## Your instructions
Every entry has to be restated word for word.

Extracted data entries:
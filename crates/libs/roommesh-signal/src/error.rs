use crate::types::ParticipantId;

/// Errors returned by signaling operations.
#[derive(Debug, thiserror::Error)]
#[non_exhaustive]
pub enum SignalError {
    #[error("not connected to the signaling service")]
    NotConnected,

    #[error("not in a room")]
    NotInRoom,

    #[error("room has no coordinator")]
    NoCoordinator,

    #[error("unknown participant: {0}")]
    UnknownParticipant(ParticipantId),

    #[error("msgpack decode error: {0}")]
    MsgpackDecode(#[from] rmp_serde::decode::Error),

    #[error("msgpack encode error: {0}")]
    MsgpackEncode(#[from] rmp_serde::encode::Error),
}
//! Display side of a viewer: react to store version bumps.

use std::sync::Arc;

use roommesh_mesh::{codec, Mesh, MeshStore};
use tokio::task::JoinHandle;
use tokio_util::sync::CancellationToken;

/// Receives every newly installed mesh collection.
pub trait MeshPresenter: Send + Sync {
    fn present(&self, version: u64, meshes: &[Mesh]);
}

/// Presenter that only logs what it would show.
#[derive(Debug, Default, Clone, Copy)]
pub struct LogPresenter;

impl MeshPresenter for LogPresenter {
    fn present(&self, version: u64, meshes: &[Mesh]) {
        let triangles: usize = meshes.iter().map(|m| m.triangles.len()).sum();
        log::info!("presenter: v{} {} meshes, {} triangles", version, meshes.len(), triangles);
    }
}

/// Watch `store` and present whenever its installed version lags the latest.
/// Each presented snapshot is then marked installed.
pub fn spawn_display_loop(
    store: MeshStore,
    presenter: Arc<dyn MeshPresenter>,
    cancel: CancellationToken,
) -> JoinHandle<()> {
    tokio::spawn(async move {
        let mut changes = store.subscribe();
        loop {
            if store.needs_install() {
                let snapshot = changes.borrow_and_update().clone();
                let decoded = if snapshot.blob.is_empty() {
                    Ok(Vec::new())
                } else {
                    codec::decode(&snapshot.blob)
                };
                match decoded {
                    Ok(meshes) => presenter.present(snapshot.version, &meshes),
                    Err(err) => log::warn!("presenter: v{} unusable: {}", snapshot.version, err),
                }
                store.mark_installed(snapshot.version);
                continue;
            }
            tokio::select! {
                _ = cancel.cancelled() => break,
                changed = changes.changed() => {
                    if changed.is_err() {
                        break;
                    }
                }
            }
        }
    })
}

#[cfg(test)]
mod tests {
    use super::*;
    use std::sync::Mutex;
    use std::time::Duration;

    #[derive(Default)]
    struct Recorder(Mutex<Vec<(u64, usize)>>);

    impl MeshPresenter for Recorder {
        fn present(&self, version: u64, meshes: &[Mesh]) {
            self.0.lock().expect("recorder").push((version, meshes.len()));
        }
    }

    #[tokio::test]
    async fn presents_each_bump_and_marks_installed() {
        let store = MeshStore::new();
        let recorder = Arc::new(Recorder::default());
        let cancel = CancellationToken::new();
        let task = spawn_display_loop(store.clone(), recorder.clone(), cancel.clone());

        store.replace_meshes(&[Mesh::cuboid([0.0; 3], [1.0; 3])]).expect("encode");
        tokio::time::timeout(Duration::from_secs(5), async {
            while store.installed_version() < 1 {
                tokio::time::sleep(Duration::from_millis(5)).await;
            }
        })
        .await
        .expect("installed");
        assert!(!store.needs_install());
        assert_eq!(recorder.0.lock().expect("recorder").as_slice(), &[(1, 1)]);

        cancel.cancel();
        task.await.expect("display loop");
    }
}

## Result for this task
filename crates/libs/roommesh-signal/src/error.rs
use crate::types::ParticipantId;

/// Errors returned by signaling operations.
#[derive(Debug, thiserror::Error)]
#[non_exhaustive]
pub enum SignalError {
    #[error("not connected to the signaling service")]
    NotConnected,

    #[error("not in a room")]
    NotInRoom,

    #[error("room has no coordinator")]
    NoCoordinator,

    #[error("unknown participant: {0}")]
    UnknownParticipant(ParticipantId),

    #[error("msgpack decode error: {0}")]
    MsgpackDecode(#[from] rmp_serde::decode::Error),

    #[error("msgpack encode error: {0}")]
    MsgpackEncode(#[from] rmp_serde::encode::Error),
}
//! Display side of a viewer: react to store version bumps.

use std::sync::Arc;

use roommesh_mesh::{codec, Mesh, MeshStore};
use tokio::task::JoinHandle;
use tokio_util::sync::CancellationToken;

/// Receives every newly installed mesh collection.
pub trait MeshPresenter: Send + Sync {
    fn present(&self, version: u64, meshes: &[Mesh]);
}

/// Presenter that only logs what it would show.
#[derive(Debug, Default, Clone, Copy)]
pub struct LogPresenter;

impl MeshPresenter for LogPresenter {
    fn present(&self, version: u64, meshes: &[Mesh]) {
        let triangles: usize = meshes.iter().map(|m| m.triangles.len()).sum();
        log::info!("presenter: v{} {} meshes, {} triangles", version, meshes.len(), triangles);
    }
}

/// Watch `store` and present whenever its installed version lags the latest.
/// Each presented snapshot is then marked installed.
pub fn spawn_display_loop(
    store: MeshStore,
    presenter: Arc<dyn MeshPresenter>,
    cancel: CancellationToken,
) -> JoinHandle<()> {
    tokio::spawn(async move {
        let mut changes = store.subscribe();
        loop {
            if store.needs_install() {
                let snapshot = changes.borrow_and_update().clone();
                let decoded = if snapshot.blob.is_empty() {
                    Ok(Vec::new())
                } else {
                    codec::decode(&snapshot.blob)
                };
                match decoded {
                    Ok(meshes) => presenter.present(snapshot.version, &meshes),
                    Err(err) => log::warn!("presenter: v{} unusable: {}", snapshot.version, err),
                }
                store.mark_installed(snapshot.version);
                continue;
            }
            tokio::select! {
                _ = cancel.cancelled() => break,
                changed = changes.changed() => {
                    if changed.is_err() {
                        break;
                    }
                }
            }
        }
    })
}

#[cfg(test)]
mod tests {
    use super::*;
    use std::sync::Mutex;
    use std::time::Duration;

    #[derive(Default)]
    struct Recorder(Mutex<Vec<(u64, usize)>>);

    impl MeshPresenter for Recorder {
        fn present(&self, version: u64, meshes: &[Mesh]) {
            self.0.lock().expect("recorder").push((version, meshes.len()));
        }
    }

    #[tokio::test]
    async fn presents_each_bump_and_marks_installed() {
        let store = MeshStore::new();
        let recorder = Arc::new(Recorder::default());
        let cancel = CancellationToken::new();
        let task = spawn_display_loop(store.clone(), recorder.clone(), cancel.clone());

        store.replace_meshes(&[Mesh::cuboid([0.0; 3], [1.0; 3])]).expect("encode");
        tokio::time::timeout(Duration::from_secs(5), async {
            while store.installed_version() < 1 {
                tokio::time::sleep(Duration::from_millis(5)).await;
            }
        })
        .await
        .expect("installed");
        assert!(!store.needs_install());
        assert_eq!(recorder.0.lock().expect("recorder").as_slice(), &[(1, 1)]);

        cancel.cancel();
        task.await.expect("display loop");
    }
}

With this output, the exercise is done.